BACKGROUND: Annexins are a family of calcium-dependent membrane-binding proteins implicated in membrane repair and inflammation, yet their immunoreactivity patterns in neuromuscular disorders remain poorly characterized. This study systematically examined the immunoreactivity profiles of annexins A1, A2, A4, A5, A6, A7, and A11 across various muscular dystrophies, including muscular dystrophies, inflammatory myopathies, lipid storage myopathy (LSM), and amyotrophic lateral sclerosis (ALS). METHODS: Muscle biopsies from patients with dysferlinopathy, Duchenne/Becker muscular dystrophy (DMD/BMD), myotonic dystrophy type 1 (DM1), oculopharyngeal muscular dystrophy (OPMD), facioscapulohumeral muscular dystrophy (FSHD), LSM, inflammatory myopathies, and ALS, along with controls, were analyzed. Immunofluorescence and immunoblot assays were used to assess annexin localization and abundance, and quantitative immunoreactivity levels were statistically compared with controls. RESULTS: Dysferlinopathy showed a distinct upregulation of multiple annexins (A1, A2, A4, A5, A6, and A7).
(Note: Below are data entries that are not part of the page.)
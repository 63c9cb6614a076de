//! 事件处理器

use std::time::Duration;

use anyhow::Result;
use crossterm::event::{self, Event, KeyCode, KeyEvent, KeyEventKind, KeyModifiers};

use crate::event::keymap::DefaultKeymap;
use crate::message::{AppMessage, ContentMessage, ModalMessage, SearchMessage};
use crate::model::App;
use fleet_console_core::ConfigView;

/// 轮询事件
pub fn poll_event(timeout: Duration) -> Result<Option<Event>> {
    if event::poll(timeout)? {
        Ok(Some(event::read()?))
    } else {
        Ok(None)
    }
}

/// 处理事件，返回对应的消息
pub fn handle_event(event: Event, app: &App) -> AppMessage {
    match event {
        Event::Key(key_event) => handle_key_event(key_event, app), // 键盘事件
        Event::Resize(_, _) => AppMessage::Noop,                   // 终端窗口大小改变，自动重绘
        _ => AppMessage::Noop,
    }
}

/// 处理键盘事件
fn handle_key_event(key: KeyEvent, app: &App) -> AppMessage {
    // 重要：只处理 Press 事件，忽略 Release 和 Repeat
    // 避免 Windows 终端上按键重复问题的发生
    if key.kind != KeyEventKind::Press {
        return AppMessage::Noop;
    }

    // 如果有弹窗打开，优先处理弹窗输入
    if app.modal_open() {
        return handle_modal_keys(key, app);
    }

    // 全局快捷键（无论焦点在哪里）
    if DefaultKeymap::FORCE_QUIT.matches(&key) || DefaultKeymap::QUIT.matches(&key) {
        return AppMessage::Quit;
    }

    if DefaultKeymap::REFRESH.matches(&key) {
        return AppMessage::Refresh;
    }

    // Tab: 在搜索框和表格之间切换焦点
    if key.modifiers.is_empty() && key.code == KeyCode::Tab {
        return AppMessage::ToggleFocus;
    }

    // 根据焦点位置处理按键
    if app.focus.is_search() {
        handle_search_keys(key)
    } else {
        handle_table_keys(key)
    }
}

/// 处理搜索框的按键
fn handle_search_keys(key: KeyEvent) -> AppMessage {
    match key.code {
        // Enter: 提交搜索
        KeyCode::Enter => AppMessage::Search(SearchMessage::Submit),

        // Esc: 清空并返回表格
        KeyCode::Esc => AppMessage::Search(SearchMessage::Clear),

        // Backspace: 删除字符
        KeyCode::Backspace => AppMessage::Search(SearchMessage::Backspace),

        // 字符输入
        KeyCode::Char(c)
            if key.modifiers.is_empty() || key.modifiers == KeyModifiers::SHIFT =>
        {
            AppMessage::Search(SearchMessage::Input(c))
        }

        _ => AppMessage::Noop,
    }
}

/// 处理表格面板的按键
fn handle_table_keys(key: KeyEvent) -> AppMessage {
    // 操作快捷键
    if DefaultKeymap::ACTION_ADD.matches(&key) {
        return AppMessage::Content(ContentMessage::Add);
    }
    if DefaultKeymap::ACTION_EDIT.matches(&key) {
        return AppMessage::Content(ContentMessage::Edit);
    }
    if DefaultKeymap::ACTION_DELETE.matches(&key) {
        return AppMessage::Content(ContentMessage::Delete);
    }
    if DefaultKeymap::ACTION_COMMAND.matches(&key) {
        return AppMessage::Content(ContentMessage::ShowCommand);
    }
    if DefaultKeymap::ACTION_CONFIG.matches(&key) {
        return AppMessage::Content(ContentMessage::ShowConfig);
    }

    match key.code {
        // ↑ 或 k: 上一行
        KeyCode::Up | KeyCode::Char('k') => AppMessage::Content(ContentMessage::SelectPrevious),

        // ↓ 或 j: 下一行
        KeyCode::Down | KeyCode::Char('j') => AppMessage::Content(ContentMessage::SelectNext),

        // ← 或 h: 上一页
        KeyCode::Left | KeyCode::Char('h') => AppMessage::Content(ContentMessage::PrevPage),

        // → 或 l: 下一页
        KeyCode::Right | KeyCode::Char('l') => AppMessage::Content(ContentMessage::NextPage),

        // Home: 跳到第一行
        KeyCode::Home => AppMessage::Content(ContentMessage::SelectFirst),

        // End: 跳到最后一行
        KeyCode::End => AppMessage::Content(ContentMessage::SelectLast),

        // Enter: 编辑选中行
        KeyCode::Enter => AppMessage::Content(ContentMessage::Edit),

        // Esc: 关闭当前通知
        KeyCode::Esc => AppMessage::DismissNotice,

        _ => AppMessage::Noop,
    }
}

/// 处理弹窗中的按键
fn handle_modal_keys(key: KeyEvent, app: &App) -> AppMessage {
    // Esc 和 Ctrl+C 始终可以关闭弹窗
    match (key.modifiers, key.code) {
        (KeyModifiers::CONTROL, KeyCode::Char('c')) => {
            return AppMessage::Modal(ModalMessage::Close);
        }
        (KeyModifiers::NONE, KeyCode::Esc) => {
            return AppMessage::Modal(ModalMessage::Close);
        }
        _ => {}
    }

    if app.console.editor.is_some() {
        return handle_editor_keys(key);
    }

    if app.console.delete_gate.is_open() {
        return handle_confirm_keys(key);
    }

    match app.console.config_view {
        ConfigView::Raw { .. } => handle_viewer_keys(key),
        ConfigView::Structured { .. } => handle_config_form_keys(key),
        ConfigView::Hidden => AppMessage::Noop,
    }
}

/// 编辑表单弹窗
fn handle_editor_keys(key: KeyEvent) -> AppMessage {
    match key.code {
        KeyCode::Tab | KeyCode::Down => AppMessage::Modal(ModalMessage::NextField),
        KeyCode::BackTab | KeyCode::Up => AppMessage::Modal(ModalMessage::PrevField),
        KeyCode::Enter => AppMessage::Modal(ModalMessage::Confirm),
        KeyCode::Backspace => AppMessage::Modal(ModalMessage::Backspace),
        KeyCode::Char(c)
            if key.modifiers.is_empty() || key.modifiers == KeyModifiers::SHIFT =>
        {
            AppMessage::Modal(ModalMessage::Input(c))
        }
        _ => AppMessage::Noop,
    }
}

/// 确认删除弹窗
fn handle_confirm_keys(key: KeyEvent) -> AppMessage {
    match key.code {
        KeyCode::Left | KeyCode::Right | KeyCode::Tab => {
            AppMessage::Modal(ModalMessage::ToggleDeleteFocus)
        }
        KeyCode::Enter => AppMessage::Modal(ModalMessage::Confirm),
        _ => AppMessage::Noop,
    }
}

/// 命令查看器弹窗
fn handle_viewer_keys(key: KeyEvent) -> AppMessage {
    match key.code {
        KeyCode::Up | KeyCode::Char('k') => AppMessage::Modal(ModalMessage::ScrollUp),
        KeyCode::Down | KeyCode::Char('j') => AppMessage::Modal(ModalMessage::ScrollDown),
        _ => AppMessage::Noop,
    }
}

/// 结构化配置编辑弹窗
fn handle_config_form_keys(key: KeyEvent) -> AppMessage {
    if DefaultKeymap::ACTION_SAVE.matches(&key) {
        return AppMessage::Modal(ModalMessage::Save);
    }

    match key.code {
        KeyCode::Up => AppMessage::Modal(ModalMessage::PrevField),
        KeyCode::Down => AppMessage::Modal(ModalMessage::NextField),
        KeyCode::Enter => AppMessage::Modal(ModalMessage::Confirm),
        KeyCode::Backspace => AppMessage::Modal(ModalMessage::Backspace),
        KeyCode::Char(c)
            if key.modifiers.is_empty() || key.modifiers == KeyModifiers::SHIFT =>
        {
            AppMessage::Modal(ModalMessage::Input(c))
        }
        _ => AppMessage::Noop,
    }
}
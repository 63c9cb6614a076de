//! Model 层：应用状态
//!
//! 绝大部分状态（列表 / 编辑草稿 / 删除门 / 配置视图 / 通知）
//! 由 fleet-console-core 的 `Console` 持有；
//! 本层只补充纯 UI 状态：焦点面板、搜索输入缓冲、
//! 弹窗内的字段焦点与滚动位置，以及结构化配置编辑器组件。

mod app;
mod focus;
pub mod state;

pub use app::App;
pub use focus::FocusPanel;
pub use state::{ConfigFormPhase, ConfigFormState, ModalUi, SearchState, EDITOR_FIELDS};
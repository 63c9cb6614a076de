//! 配置服务
//!
//! 保存控制台自身的本地配置（服务器地址），
//! 使用 JSON 文件存储于用户配置目录。

use std::fs;
use std::path::PathBuf;

use anyhow::Result;
use serde::{Deserialize, Serialize};

/// 应用配置
#[derive(Debug, Clone, Serialize, Deserialize)]
#[serde(default)]
pub struct ConsoleConfig {
    /// 舰队管理服务器地址
    pub server_url: String,
}

impl Default for ConsoleConfig {
    fn default() -> Self {
        Self {
            server_url: "http://127.0.0.1:8080".to_string(),
        }
    }
}

/// 配置服务 trait
pub trait ConfigService {
    /// 加载配置
    fn load(&self) -> Result<ConsoleConfig>;

    /// 保存配置
    fn save(&self, config: &ConsoleConfig) -> Result<()>;
}

/// 获取配置目录路径
fn config_dir() -> PathBuf {
    dirs::config_dir()
        .unwrap_or_else(|| PathBuf::from("."))
        .join("fleet-console")
}

/// 获取配置文件路径
fn config_file() -> PathBuf {
    config_dir().join("config.json")
}

/// 基于 JSON 文件的本地配置服务
#[derive(Debug, Default)]
pub struct JsonConfigService;

impl ConfigService for JsonConfigService {
    fn load(&self) -> Result<ConsoleConfig> {
        let path = config_file();

        if !path.exists() {
            return Ok(ConsoleConfig::default());
        }

        let content = fs::read_to_string(&path)?;
        match serde_json::from_str(&content) {
            Ok(config) => Ok(config),
            Err(e) => {
                // 配置损坏时退回默认值，而不是拒绝启动
                log::warn!("配置文件解析失败，使用默认配置: {e}");
                Ok(ConsoleConfig::default())
            }
        }
    }

    fn save(&self, config: &ConsoleConfig) -> Result<()> {
        fs::create_dir_all(config_dir())?;
        let content = serde_json::to_string_pretty(config)?;
        fs::write(config_file(), content)?;
        Ok(())
    }
}
//! Transient operator notifications.

/// How a notice should be presented.
#[derive(Debug, Clone, Copy, PartialEq, Eq)]
pub enum Severity {
    /// An operation completed.
    Success,
    /// An operation failed; the message names the failure.
    Error,
}

/// A transient, dismissible notification.
///
/// At most one is shown at a time; a new notice replaces the previous
/// one. Raising a notice never touches any other UI state.
#[derive(Debug, Clone, PartialEq, Eq)]
pub struct Notice {
    /// Text shown to the operator.
    pub message: String,
    /// Presentation kind.
    pub severity: Severity,
}

impl Notice {
    /// A success notice.
    #[must_use]
    pub fn success(message: impl Into<String>) -> Self {
        Self {
            message: message.into(),
            severity: Severity::Success,
        }
    }

    /// An error notice.
    #[must_use]
    pub fn error(message: impl Into<String>) -> Self {
        Self {
            message: message.into(),
            severity: Severity::Error,
        }
    }
}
These annexins were primarily localized to the extracellular matrix, with additional cytoplasmic accumulation in atrophied fibers. Annexin A6 was strongly associated with the sarcolemma, while annexin A7 was diffusely distributed. In contrast, other myopathies such as OPMD and FSHD exhibited reduced or unchanged annexin immunoreactivity. Inflammatory myopathies partially mirrored the dysferlinopathy pattern, though annexin A2 levels were lower. ALS samples displayed minimal immunoreactivity, restricted to focal cytoplasmic annexin A1 and sparse sarcolemmal annexin A6. CONCLUSIONS: These findings reveal a unique annexin signature in dysferlinopathy, suggesting a potential involvement in membrane repair and inflammatory modulation. The differential expression across disorders highlights the diverse roles of annexins in muscle pathophysiology and supports their utility as diagnostic biomarkers and therapeutic targets.